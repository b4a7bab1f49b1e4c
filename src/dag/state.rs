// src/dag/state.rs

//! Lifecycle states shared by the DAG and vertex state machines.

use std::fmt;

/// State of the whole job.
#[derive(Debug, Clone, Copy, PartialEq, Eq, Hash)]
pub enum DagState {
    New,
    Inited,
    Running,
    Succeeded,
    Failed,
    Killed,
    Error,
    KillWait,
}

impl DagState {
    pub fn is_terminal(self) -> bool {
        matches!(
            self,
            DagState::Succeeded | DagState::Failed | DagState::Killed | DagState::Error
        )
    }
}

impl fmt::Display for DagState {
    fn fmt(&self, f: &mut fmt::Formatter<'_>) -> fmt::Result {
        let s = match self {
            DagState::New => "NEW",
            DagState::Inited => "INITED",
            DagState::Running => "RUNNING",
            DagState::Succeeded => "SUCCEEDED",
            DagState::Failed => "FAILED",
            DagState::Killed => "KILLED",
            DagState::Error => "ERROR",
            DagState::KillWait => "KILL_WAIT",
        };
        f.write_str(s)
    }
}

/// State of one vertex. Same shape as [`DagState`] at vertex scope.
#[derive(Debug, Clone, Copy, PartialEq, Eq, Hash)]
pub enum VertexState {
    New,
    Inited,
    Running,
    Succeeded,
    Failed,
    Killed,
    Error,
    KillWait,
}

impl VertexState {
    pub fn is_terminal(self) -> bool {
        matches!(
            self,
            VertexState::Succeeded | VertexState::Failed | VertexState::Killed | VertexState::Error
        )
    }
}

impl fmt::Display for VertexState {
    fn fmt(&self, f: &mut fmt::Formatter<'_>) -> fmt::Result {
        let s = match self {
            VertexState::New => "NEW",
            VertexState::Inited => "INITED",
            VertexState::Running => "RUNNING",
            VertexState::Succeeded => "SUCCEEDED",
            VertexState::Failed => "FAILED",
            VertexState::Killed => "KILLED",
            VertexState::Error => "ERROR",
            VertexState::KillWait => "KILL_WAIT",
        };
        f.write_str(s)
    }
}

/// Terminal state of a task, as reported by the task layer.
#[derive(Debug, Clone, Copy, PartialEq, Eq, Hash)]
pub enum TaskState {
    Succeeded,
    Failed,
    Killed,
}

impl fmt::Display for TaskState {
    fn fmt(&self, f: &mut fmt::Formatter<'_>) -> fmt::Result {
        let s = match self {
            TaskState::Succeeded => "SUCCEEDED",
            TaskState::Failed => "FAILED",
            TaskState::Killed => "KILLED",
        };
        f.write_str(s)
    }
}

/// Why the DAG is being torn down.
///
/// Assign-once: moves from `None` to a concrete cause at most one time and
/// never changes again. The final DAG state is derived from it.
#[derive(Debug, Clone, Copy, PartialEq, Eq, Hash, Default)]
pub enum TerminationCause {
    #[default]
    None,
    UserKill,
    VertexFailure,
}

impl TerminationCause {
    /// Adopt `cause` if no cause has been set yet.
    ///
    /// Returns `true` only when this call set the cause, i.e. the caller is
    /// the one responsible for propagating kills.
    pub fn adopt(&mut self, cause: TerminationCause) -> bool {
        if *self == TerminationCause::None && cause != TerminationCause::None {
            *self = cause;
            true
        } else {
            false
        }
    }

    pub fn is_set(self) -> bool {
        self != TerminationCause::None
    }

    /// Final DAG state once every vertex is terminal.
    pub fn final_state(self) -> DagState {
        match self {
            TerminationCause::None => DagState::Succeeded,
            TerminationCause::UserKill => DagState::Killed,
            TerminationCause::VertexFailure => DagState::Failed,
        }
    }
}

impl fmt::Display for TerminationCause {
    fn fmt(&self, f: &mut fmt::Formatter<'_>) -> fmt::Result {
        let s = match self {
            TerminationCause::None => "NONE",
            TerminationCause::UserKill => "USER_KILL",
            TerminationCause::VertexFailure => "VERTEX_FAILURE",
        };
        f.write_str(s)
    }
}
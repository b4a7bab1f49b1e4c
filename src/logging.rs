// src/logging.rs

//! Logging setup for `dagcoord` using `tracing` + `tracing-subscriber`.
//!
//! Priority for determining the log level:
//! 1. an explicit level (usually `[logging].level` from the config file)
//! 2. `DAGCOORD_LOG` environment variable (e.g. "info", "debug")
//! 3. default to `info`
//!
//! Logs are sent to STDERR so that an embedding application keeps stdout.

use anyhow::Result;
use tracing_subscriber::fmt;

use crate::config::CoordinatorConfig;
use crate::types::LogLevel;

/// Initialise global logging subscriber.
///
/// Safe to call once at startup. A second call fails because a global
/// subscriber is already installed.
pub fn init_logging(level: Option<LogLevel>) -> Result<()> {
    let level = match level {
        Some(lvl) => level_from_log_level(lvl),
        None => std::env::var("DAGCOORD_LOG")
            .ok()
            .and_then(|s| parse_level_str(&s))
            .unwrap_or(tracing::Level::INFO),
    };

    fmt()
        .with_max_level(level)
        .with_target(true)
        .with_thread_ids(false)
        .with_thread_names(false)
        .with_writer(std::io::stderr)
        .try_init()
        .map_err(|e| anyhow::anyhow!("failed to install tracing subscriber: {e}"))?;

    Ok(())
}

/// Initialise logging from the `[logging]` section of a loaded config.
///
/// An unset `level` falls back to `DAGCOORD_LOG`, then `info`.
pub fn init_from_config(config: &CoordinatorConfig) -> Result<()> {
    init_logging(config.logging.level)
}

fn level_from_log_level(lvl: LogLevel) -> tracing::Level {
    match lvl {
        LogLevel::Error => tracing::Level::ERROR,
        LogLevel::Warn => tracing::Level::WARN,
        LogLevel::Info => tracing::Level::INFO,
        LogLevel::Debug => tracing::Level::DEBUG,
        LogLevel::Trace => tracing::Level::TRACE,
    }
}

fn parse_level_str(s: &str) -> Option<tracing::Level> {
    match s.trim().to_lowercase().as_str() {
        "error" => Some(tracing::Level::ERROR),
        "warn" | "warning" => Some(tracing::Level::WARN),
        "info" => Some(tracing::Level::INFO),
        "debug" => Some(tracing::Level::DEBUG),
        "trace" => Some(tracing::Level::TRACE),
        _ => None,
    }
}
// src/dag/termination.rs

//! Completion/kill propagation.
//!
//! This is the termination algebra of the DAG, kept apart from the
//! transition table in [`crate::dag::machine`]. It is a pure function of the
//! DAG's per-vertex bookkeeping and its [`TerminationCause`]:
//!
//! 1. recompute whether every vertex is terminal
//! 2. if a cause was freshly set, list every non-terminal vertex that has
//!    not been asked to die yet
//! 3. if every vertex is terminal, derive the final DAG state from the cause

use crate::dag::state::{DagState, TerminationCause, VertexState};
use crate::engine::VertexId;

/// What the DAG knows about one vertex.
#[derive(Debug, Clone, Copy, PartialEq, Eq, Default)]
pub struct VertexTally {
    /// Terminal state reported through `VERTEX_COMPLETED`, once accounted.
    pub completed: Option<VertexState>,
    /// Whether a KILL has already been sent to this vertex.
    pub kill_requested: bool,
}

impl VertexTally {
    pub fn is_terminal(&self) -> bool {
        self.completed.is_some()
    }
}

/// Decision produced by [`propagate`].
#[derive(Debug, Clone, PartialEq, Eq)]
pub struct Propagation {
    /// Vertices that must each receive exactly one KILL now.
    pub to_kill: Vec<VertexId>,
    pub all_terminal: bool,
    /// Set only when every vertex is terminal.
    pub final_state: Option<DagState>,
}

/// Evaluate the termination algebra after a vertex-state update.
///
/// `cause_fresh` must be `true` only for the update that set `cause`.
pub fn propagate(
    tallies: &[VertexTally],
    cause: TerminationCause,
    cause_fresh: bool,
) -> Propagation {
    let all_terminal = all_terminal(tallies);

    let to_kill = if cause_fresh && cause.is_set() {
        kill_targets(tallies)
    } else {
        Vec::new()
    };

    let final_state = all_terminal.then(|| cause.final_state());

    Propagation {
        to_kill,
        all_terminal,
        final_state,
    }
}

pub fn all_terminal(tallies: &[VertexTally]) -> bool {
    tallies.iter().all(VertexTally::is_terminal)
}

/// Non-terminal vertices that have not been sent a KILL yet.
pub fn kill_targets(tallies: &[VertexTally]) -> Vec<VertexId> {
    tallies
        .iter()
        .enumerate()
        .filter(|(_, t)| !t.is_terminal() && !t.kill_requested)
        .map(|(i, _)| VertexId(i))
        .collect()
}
● ● ●
Required work - Scan the lines above for "self.completed.is_some()" and for "kill_targets(tallies)". Repeat exactly the line holding each of them and every line in between.

Response -
        self.completed.is_some()
    }
}

/// Decision produced by [`propagate`].
#[derive(Debug, Clone, PartialEq, Eq)]
pub struct Propagation {
    /// Vertices that must each receive exactly one KILL now.
    pub to_kill: Vec<VertexId>,
    pub all_terminal: bool,
    /// Set only when every vertex is terminal.
    pub final_state: Option<DagState>,
}

/// Evaluate the termination algebra after a vertex-state update.
///
/// `cause_fresh` must be `true` only for the update that set `cause`.
pub fn propagate(
    tallies: &[VertexTally],
    cause: TerminationCause,
    cause_fresh: bool,
) -> Propagation {
    let all_terminal = all_terminal(tallies);

    let to_kill = if cause_fresh && cause.is_set() {
        kill_targets(tallies)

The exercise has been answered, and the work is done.